+++ ENTRIES PROVIDED +++
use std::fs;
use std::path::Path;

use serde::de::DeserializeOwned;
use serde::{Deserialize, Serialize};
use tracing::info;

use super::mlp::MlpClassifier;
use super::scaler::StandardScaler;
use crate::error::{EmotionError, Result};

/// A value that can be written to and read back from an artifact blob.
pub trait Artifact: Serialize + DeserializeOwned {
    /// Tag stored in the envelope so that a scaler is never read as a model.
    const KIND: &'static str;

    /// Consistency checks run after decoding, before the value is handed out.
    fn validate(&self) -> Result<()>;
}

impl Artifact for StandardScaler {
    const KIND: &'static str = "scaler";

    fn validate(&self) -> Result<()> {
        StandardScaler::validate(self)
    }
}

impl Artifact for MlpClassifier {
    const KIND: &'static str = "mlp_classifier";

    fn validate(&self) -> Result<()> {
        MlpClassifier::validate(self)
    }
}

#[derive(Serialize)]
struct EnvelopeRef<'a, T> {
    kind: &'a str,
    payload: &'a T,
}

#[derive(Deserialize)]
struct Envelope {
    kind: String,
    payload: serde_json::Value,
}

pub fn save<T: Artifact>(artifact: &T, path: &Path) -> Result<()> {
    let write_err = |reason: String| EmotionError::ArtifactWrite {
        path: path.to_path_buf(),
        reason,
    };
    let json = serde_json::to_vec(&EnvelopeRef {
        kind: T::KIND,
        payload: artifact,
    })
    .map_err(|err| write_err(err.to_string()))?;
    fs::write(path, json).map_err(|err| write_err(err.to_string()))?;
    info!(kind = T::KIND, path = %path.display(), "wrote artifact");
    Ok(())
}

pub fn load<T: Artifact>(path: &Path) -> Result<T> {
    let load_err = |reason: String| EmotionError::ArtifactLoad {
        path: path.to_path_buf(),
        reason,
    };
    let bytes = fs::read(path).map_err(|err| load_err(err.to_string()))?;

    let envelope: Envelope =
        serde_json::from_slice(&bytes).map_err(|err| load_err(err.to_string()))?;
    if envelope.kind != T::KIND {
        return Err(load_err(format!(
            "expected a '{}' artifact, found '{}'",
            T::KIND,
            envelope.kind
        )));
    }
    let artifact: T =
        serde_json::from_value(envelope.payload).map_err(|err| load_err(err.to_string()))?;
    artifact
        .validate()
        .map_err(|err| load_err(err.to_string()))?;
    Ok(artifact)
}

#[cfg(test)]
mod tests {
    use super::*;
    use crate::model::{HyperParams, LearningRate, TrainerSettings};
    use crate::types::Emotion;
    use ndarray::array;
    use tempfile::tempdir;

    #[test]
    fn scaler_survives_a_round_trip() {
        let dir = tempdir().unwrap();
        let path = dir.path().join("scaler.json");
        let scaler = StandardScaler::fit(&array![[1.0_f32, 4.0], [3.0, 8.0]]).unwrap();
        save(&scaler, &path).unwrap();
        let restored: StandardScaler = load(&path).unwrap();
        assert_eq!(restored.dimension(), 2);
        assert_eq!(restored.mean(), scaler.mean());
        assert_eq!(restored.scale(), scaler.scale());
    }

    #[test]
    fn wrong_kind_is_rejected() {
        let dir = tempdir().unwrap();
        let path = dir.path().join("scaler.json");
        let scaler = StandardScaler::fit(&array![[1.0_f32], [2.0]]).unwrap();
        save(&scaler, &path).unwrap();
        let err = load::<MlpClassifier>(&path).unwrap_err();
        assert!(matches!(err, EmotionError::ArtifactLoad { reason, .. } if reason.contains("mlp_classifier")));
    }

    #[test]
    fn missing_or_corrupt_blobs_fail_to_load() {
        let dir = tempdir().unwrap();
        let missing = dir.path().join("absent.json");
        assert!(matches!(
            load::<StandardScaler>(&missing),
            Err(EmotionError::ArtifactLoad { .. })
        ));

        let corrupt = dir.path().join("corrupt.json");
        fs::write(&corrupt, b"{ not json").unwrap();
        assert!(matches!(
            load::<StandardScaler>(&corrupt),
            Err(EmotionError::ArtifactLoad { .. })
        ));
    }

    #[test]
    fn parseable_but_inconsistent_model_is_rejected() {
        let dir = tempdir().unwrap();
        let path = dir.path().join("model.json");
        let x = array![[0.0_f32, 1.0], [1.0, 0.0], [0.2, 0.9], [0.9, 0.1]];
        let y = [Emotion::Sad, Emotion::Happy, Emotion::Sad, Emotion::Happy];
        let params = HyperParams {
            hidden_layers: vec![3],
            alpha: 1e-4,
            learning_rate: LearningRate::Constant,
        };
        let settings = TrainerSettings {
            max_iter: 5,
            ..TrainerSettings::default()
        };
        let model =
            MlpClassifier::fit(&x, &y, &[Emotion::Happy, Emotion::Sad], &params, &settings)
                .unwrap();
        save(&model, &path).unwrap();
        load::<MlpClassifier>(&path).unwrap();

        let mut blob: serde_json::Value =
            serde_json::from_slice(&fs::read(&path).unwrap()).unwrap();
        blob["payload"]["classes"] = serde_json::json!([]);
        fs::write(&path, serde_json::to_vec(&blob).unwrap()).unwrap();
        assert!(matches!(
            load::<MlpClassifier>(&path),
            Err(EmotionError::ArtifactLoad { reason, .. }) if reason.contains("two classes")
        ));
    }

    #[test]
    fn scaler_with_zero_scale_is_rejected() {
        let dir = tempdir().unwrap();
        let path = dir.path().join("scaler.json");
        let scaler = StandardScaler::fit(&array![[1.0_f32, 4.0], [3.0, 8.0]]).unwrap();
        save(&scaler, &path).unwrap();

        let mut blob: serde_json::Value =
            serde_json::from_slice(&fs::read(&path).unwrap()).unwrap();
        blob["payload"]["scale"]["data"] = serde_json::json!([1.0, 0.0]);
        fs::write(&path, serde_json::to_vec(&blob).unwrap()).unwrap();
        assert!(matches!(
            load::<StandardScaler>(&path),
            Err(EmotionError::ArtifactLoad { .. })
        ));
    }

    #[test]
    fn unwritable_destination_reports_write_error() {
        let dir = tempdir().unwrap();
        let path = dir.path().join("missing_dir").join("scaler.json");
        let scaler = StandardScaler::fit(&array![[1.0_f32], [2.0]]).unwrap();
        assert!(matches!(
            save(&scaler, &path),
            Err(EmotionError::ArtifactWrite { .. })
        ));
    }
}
+++
+++ ENTRIES PROVIDED +++
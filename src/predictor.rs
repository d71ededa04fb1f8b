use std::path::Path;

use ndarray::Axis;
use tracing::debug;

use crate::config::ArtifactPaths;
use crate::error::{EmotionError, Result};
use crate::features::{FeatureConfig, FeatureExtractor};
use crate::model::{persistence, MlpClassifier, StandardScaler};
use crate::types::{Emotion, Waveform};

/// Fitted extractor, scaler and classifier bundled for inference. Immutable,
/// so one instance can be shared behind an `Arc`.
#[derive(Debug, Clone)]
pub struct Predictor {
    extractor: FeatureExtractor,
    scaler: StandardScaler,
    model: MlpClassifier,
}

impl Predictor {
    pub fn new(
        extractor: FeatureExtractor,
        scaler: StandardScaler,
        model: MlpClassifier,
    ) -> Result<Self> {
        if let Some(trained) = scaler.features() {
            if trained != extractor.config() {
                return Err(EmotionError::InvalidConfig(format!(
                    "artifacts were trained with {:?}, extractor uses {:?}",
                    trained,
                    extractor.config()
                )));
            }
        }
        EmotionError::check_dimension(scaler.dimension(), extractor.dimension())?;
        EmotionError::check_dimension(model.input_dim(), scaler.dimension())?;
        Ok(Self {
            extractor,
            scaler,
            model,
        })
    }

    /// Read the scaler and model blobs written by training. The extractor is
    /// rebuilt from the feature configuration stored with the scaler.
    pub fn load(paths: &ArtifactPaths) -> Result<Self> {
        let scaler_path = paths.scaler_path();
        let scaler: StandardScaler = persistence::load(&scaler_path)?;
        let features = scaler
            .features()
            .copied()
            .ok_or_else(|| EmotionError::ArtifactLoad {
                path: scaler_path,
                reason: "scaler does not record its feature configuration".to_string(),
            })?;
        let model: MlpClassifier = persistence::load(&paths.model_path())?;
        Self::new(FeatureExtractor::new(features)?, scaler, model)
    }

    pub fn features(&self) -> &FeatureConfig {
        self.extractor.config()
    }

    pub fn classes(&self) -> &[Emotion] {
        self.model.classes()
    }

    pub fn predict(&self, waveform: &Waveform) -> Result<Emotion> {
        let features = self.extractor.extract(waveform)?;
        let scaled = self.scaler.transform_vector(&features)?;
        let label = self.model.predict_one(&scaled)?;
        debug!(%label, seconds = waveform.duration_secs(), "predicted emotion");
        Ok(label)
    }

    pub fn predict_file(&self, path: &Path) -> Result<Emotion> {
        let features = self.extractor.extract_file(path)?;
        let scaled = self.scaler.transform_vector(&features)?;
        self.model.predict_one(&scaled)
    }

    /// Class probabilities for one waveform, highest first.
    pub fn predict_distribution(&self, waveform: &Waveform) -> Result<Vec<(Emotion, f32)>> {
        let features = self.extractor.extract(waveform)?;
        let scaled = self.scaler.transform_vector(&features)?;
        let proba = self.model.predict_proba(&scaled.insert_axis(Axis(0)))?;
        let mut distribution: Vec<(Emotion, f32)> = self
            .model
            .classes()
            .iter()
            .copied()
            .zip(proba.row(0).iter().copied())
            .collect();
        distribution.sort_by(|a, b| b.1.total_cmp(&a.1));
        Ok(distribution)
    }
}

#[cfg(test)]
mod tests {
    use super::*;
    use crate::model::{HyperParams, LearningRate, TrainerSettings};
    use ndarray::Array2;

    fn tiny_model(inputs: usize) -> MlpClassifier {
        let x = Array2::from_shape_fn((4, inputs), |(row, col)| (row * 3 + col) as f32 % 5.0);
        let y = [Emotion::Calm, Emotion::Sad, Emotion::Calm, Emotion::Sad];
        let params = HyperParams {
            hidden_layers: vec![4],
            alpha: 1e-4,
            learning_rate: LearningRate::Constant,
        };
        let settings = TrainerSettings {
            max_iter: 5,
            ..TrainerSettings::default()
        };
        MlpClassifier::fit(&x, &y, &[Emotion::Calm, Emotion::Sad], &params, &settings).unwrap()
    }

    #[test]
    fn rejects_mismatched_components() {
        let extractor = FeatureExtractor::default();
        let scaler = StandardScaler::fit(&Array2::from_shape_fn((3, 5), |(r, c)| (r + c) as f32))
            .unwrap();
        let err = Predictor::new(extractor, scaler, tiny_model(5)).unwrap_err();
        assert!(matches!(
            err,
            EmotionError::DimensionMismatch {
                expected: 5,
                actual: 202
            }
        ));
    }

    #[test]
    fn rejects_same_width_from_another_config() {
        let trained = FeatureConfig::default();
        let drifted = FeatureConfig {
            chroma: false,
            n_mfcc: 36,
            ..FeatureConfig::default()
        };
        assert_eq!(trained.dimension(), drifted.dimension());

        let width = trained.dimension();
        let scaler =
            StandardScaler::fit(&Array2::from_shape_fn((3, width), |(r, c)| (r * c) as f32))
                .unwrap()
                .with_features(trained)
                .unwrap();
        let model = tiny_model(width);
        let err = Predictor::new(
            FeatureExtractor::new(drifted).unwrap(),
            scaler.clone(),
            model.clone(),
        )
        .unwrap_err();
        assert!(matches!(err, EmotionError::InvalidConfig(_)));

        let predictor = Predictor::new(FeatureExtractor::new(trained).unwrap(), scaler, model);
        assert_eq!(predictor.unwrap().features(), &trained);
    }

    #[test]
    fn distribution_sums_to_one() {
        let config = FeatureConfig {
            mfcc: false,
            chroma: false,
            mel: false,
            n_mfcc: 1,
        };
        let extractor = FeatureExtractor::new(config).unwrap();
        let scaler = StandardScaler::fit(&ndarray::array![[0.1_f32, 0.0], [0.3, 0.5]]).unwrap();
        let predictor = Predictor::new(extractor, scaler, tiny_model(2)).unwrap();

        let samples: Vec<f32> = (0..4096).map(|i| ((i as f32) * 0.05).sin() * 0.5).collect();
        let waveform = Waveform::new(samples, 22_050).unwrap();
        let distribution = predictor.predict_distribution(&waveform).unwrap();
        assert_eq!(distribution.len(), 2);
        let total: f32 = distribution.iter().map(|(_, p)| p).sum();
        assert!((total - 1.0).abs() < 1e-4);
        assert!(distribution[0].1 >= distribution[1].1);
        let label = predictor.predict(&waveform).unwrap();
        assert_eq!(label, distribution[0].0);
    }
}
+++
**YOUR INSTRUCTIONS**
Take the word "label" and find each line of the material that contains it. Copy those lines.

**RESPONSE TO THE EXERCISE**
        let label = self.model.predict_one(&scaled)?;
        debug!(%label, seconds = waveform.duration_secs(), "predicted emotion");
        Ok(label)
        let label = predictor.predict(&waveform).unwrap();
        assert_eq!(label, distribution[0].0);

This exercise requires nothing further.